Naturally I asked how her trip to England went. 

“It was lovely,” she said. “Though the weather was perfectly awful. As usual, lots of whinging about that.”

She wondered why I was smiling.

I explained that I hadn’t heard that word since the days of Sid Vicious.

She smiled. “What word?”

“Whinging.” 

The English have given us many fine things across the Ages, from Magna Carta to mushy green peas, from the Beatles to Rumpole of the Bailey. But for my money their slang is without peer on the planet, almost Shakespearean in descriptive scope, probably the reason the Bard used so much of it in his own writing.

To “whinge,” it should be perfectly obvious, simply means to complain to the point of being such a nuisance someone is likely to advise you to “stuff it.”
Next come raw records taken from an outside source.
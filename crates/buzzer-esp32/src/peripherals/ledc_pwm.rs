//! LEDC PWM driver for the buzzer
//!
//! Owns one LEDC timer and one channel. The tone player's worker retunes the
//! timer for every note, so nothing else may share this timer (unlike a
//! backlight, a buzzer changes frequency constantly).

use esp_idf_hal::gpio::OutputPin;
use esp_idf_hal::ledc::{
    config::TimerConfig, LedcChannel, LedcDriver, LedcTimer, LedcTimerDriver, Resolution,
};
use esp_idf_hal::peripheral::Peripheral;
use esp_idf_hal::units::Hertz;
use esp_idf_svc::sys::{EspError, ESP_ERR_INVALID_ARG};

use buzzer_core::pwm::{ChannelConfig, PwmDriver};

/// LEDC peripherals handed to the buzzer
pub struct LedcPeripherals<T, C, P> {
    pub timer: T,
    pub channel: C,
    pub pin: P,
}

pub struct LedcPwm<T>
where
    T: LedcTimer + 'static,
{
    timer: LedcTimerDriver<'static, T>,
    channel: LedcDriver<'static>,
    resolution_bits: u8,
}

impl<T> LedcPwm<T>
where
    T: LedcTimer + 'static,
{
    /// Bring up the timer at `initial_frequency` and bind the channel, silent
    pub fn new<C, P>(
        peripherals: LedcPeripherals<T, C, P>,
        channel_config: &ChannelConfig,
        initial_frequency: u32,
    ) -> Result<Self, EspError>
    where
        T: Peripheral<P = T>,
        C: LedcChannel<SpeedMode = T::SpeedMode> + Peripheral<P = C> + 'static,
        P: OutputPin + 'static,
    {
        let resolution = resolution_for(channel_config.duty_resolution_bits)?;

        let timer = LedcTimerDriver::new(
            peripherals.timer,
            &TimerConfig::new()
                .frequency(Hertz(initial_frequency))
                .resolution(resolution),
        )?;

        let mut channel = LedcDriver::new(peripherals.channel, &timer, peripherals.pin)?;
        channel.set_duty(0)?;

        log::info!(
            "Buzzer LEDC ready on GPIO{} (channel {}, timer {}, {}-bit, max duty {})",
            channel_config.gpio,
            channel_config.channel,
            channel_config.timer,
            channel_config.duty_resolution_bits,
            channel.get_max_duty()
        );

        Ok(Self {
            timer,
            channel,
            resolution_bits: channel_config.duty_resolution_bits,
        })
    }
}

impl<T> PwmDriver for LedcPwm<T>
where
    T: LedcTimer + Send + 'static,
{
    type Error = EspError;

    fn configure_timer(&mut self, frequency_hz: u32, resolution_bits: u8) -> Result<(), EspError> {
        // The resolution is fixed when the timer is brought up
        if resolution_bits != self.resolution_bits {
            return Err(EspError::from_infallible::<ESP_ERR_INVALID_ARG>());
        }
        self.timer.set_frequency(Hertz(frequency_hz))
    }

    fn configure_channel(&mut self, channel: &ChannelConfig) -> Result<(), EspError> {
        self.channel.set_duty(channel.duty)?;
        self.channel.enable()
    }

    fn stop(&mut self, _channel: &ChannelConfig) -> Result<(), EspError> {
        self.channel.disable()
    }
}

fn resolution_for(bits: u8) -> Result<Resolution, EspError> {
    let resolution = match bits {
        8 => Resolution::Bits8,
        10 => Resolution::Bits10,
        12 => Resolution::Bits12,
        13 => Resolution::Bits13,
        14 => Resolution::Bits14,
        _ => return Err(EspError::from_infallible::<ESP_ERR_INVALID_ARG>()),
    };
    Ok(resolution)
}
That’s also a nifty phrase I picked up on my first trip to England in 1977. To set the stage, Elvis had recently toppled off a toilet in Memphis and the Queen was celebrating her big Jubilee party, 25 years of sitting on a throne of her own. 

I rolled into town on a stormy night, a day earlier than friends of my folks were expecting me to arrive, and found that every hotel was filled to overflowing  with  Jubilee revelers.  A grim youth hostel on the Belgrade Road agreed to take me in for five quid, however, providing a mattress in a basement full of Bulgarian teenagers on holiday who’d never heard of deodorant. At least in the morning the establishment sent you on your way with a free bowl of corn flakes.

As it happened, I had a date in the country that beautiful Sunday morning, catching an early train out of London to the ancient Roman spa town of Bath (which properly rhymes with “moth”] to have Sunday lunch with the family of one of my dad’s old Army chums. All I knew of the Turner family was that they resided on a “estate farm” outside of town and had two daughters about my age. What followed was nothing shy of a bloody crash course in British slang.

As rain clouds gathered outside Bath’s ornate train station, the tiniest car I’d ever seen wheeled up with the most beautiful girl I’d laid eyes on behind the wheel. Her name was Claire. She had violet eyes like Elizabeth Taylor, a face that could have made Heathcliff leap into the sea. The car was a wheezing mustard-colored Austin Mini. I could barely get both legs and my backpack inside. 

“Looks like it’s about to start raining stair-rods,” she declared, slamming the Austin in gear and zooming off. “Mum fancies a walk to the Black Swan after lunch so you can see a real English pub. Do you have your Wellies?”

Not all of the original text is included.